# another pup question?



## advmax4 (May 19, 2007)

Guys/gals,

Great site you have here, as this is my first post.
I had a couple of questions for you all. I currently have a 3 year old chocolate lab that was going to be my waterfowl partner for many years.
After nine months he came up lame in his right front leg and didn't have the heart to push him anymore.
He gets around OK, but doesn't hunt anymore (family pet).
I am wanting another pup to start training again as I am getting back into the waterfowl scene after missing the last two years with my wifes illness.
Anyway, I'm not sure how my dog now will react to a new pup being around and the time I will be spending with the new little guy.
My current lab has become VERY protective of my wife and people he sees on a regular basis, but not very friendly elsewhere.

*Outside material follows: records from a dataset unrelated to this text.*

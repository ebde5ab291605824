//! The uniform runtime unit every mount adapter produces.
//!
//! A [`MountedTool`] pairs a published name and descriptive metadata with a
//! [`Runner`]: a synchronous callable taking a [`ToolInput`] and returning a
//! JSON object. The host server and the nested-call dispatcher both use this
//! one surface.

use serde_json::{Map, Value};
use std::fmt;
use std::path::PathBuf;
use std::sync::Arc;

use super::dispatcher::CallStack;
use super::error::ToolError;

/// JSON object used for call results and metadata.
pub type JsonObject = Map<String, Value>;

/// The `log(message)` capability: one diagnostic line per call.
pub type LogFn = Arc<dyn Fn(&str) + Send + Sync>;

/// Default log sink forwarding each line to `tracing`.
pub fn log_tracing() -> LogFn {
    Arc::new(|message: &str| tracing::warn!("{}", message))
}

/// Input accepted by every runner.
#[derive(Debug, Clone, PartialEq, Default)]
pub enum ToolInput {
    /// No input was provided.
    #[default]
    Absent,
    /// A plain string.
    Text(String),
    /// A structured JSON object.
    Object(JsonObject),
}

impl ToolInput {
    /// Build an object input from a JSON value that is known to be an object.
    pub fn object(value: Value) -> Result<Self, ToolError> {
        match value {
            Value::Object(map) => Ok(Self::Object(map)),
            other => Err(ToolError::invalid_input(format!(
                "expected an object, got {}",
                json_kind(&other)
            ))),
        }
    }

    /// Map absent input to an empty object, leaving other shapes untouched.
    pub fn or_empty_object(self) -> Self {
        match self {
            Self::Absent => Self::Object(JsonObject::new()),
            other => other,
        }
    }

    /// Payload shape handed to script tools.
    ///
    /// Absent becomes `{}`, a string becomes `{"input": s}`.
    pub fn into_payload(self) -> JsonObject {
        match self {
            Self::Absent => JsonObject::new(),
            Self::Text(text) => {
                let mut payload = JsonObject::new();
                payload.insert("input".to_string(), Value::String(text));
                payload
            }
            Self::Object(map) => map,
        }
    }

    /// The caller's input as sent, with absent mapped to `{}`.
    pub fn into_value(self) -> Value {
        match self {
            Self::Absent => Value::Object(JsonObject::new()),
            Self::Text(text) => Value::String(text),
            Self::Object(map) => Value::Object(map),
        }
    }
}

impl TryFrom<Value> for ToolInput {
    type Error = ToolError;

    fn try_from(value: Value) -> Result<Self, Self::Error> {
        match value {
            Value::Null => Ok(Self::Absent),
            Value::String(text) => Ok(Self::Text(text)),
            Value::Object(map) => Ok(Self::Object(map)),
            other => Err(ToolError::invalid_input(format!(
                "input must be an object or string when provided, got {}",
                json_kind(&other)
            ))),
        }
    }
}

impl TryFrom<Option<Value>> for ToolInput {
    type Error = ToolError;

    fn try_from(value: Option<Value>) -> Result<Self, Self::Error> {
        value.map_or(Ok(Self::Absent), Self::try_from)
    }
}

/// Human name for the JSON type of a value, used in error messages.
pub fn json_kind(value: &Value) -> &'static str {
    match value {
        Value::Null => "null",
        Value::Bool(_) => "boolean",
        Value::Number(_) => "number",
        Value::String(_) => "string",
        Value::Array(_) => "array",
        Value::Object(_) => "object",
    }
}

type RunnerFn = dyn Fn(ToolInput, &CallStack) -> Result<JsonObject, ToolError> + Send + Sync;

/// Shared handle to a tool's callable.
#[derive(Clone)]
pub struct Runner(Arc<RunnerFn>);

impl Runner {
    /// Wrap a closure as a runner.
    pub fn new<F>(f: F) -> Self
    where
        F: Fn(ToolInput, &CallStack) -> Result<JsonObject, ToolError> + Send + Sync + 'static,
    {
        Self(Arc::new(f))
    }

    /// Invoke the runner.
    pub fn call(&self, input: ToolInput, stack: &CallStack) -> Result<JsonObject, ToolError> {
        (self.0)(input, stack)
    }
}

impl fmt::Debug for Runner {
    fn fmt(&self, f: &mut fmt::Formatter<'_>) -> fmt::Result {
        f.write_str("Runner(..)")
    }
}

/// One mounted tool, ready to register.
#[derive(Debug, Clone)]
pub struct MountedTool {
    /// Runtime name; the registry checks it against the catalog.
    pub name: String,
    pub description: String,
    /// Opaque documentation passed through from the spec.
    pub inputs_desc: Option<Value>,
    pub outputs_desc: Option<Value>,
    /// Per-tool hints merged into the host registration metadata.
    pub meta: JsonObject,
    pub runner: Runner,
    /// Provenance shown in diagnostics.
    pub source: Value,
    pub source_path: PathBuf,
}

#[cfg(test)]
mod tests {
    use super::*;
    use serde_json::json;

    #[test]
    fn test_input_from_value_shapes() {
        assert_eq!(ToolInput::try_from(Value::Null).unwrap(), ToolInput::Absent);
        assert_eq!(
            ToolInput::try_from(json!("a b")).unwrap(),
            ToolInput::Text("a b".to_string())
        );
        assert!(matches!(
            ToolInput::try_from(json!({"args": []})).unwrap(),
            ToolInput::Object(_)
        ));
    }

    #[test]
    fn test_input_rejects_other_shapes() {
        let err = ToolInput::try_from(json!([1, 2])).unwrap_err();
        assert_eq!(err.kind(), "invalid_input");
        assert!(err.to_string().contains("array"));
        assert!(ToolInput::try_from(json!(42)).is_err());
    }

    #[test]
    fn test_text_payload_is_wrapped() {
        let payload = ToolInput::Text("hi".to_string()).into_payload();
        assert_eq!(Value::Object(payload), json!({"input": "hi"}));
        assert!(ToolInput::Absent.into_payload().is_empty());
    }

    #[test]
    fn test_runner_invokes_closure() {
        let runner = Runner::new(|input, _stack| Ok(input.into_payload()));
        let result = runner
            .call(ToolInput::Text("x".to_string()), &CallStack::root())
            .unwrap();
        assert_eq!(result.get("input"), Some(&json!("x")));
    }
}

He minds me well, just ordinary sit, stay, come type stuff, but as I said I didn't push him to learn more.
Now to the questions:
How could I introduce a new pup to the household and still control his manners and obedience, as the new pup would be more accountable than my current 3 year old?
I have the space and ability to keep the pup outside, but would prefer the closeness and the social contact of keeping him indoors with me.
Also two male labs running thru the same house might not be the best of ideas either.
My 3 year old was never nuetered as I had plans of breeding him had he turned out like I had hoped, so would fixing him now be an option?
I realize there are a lot of variables here, but really just looking for some input on what you all think.
Sorry for such a long post, but I've been saving these questions for quite sometime in hopes of finding the right place to ask and I believe I found it.

Any input or suggestions would be great, because I'd really like to make this happen.

Thanks all....


----------



## Dick Monson (Aug 12, 2002)

I see you're from Georgia and so is Bobm. Drop him a personal message, "pm" if he doesn't answer here and he'll fix you up.


----------



## Bobm (Aug 26, 2003)

There are a lot of variables to deal with.

1)You say the older dog isn't friendly



> My current lab has become VERY protective of my wife and people he sees on a regular basis, but not very friendly elsewhere.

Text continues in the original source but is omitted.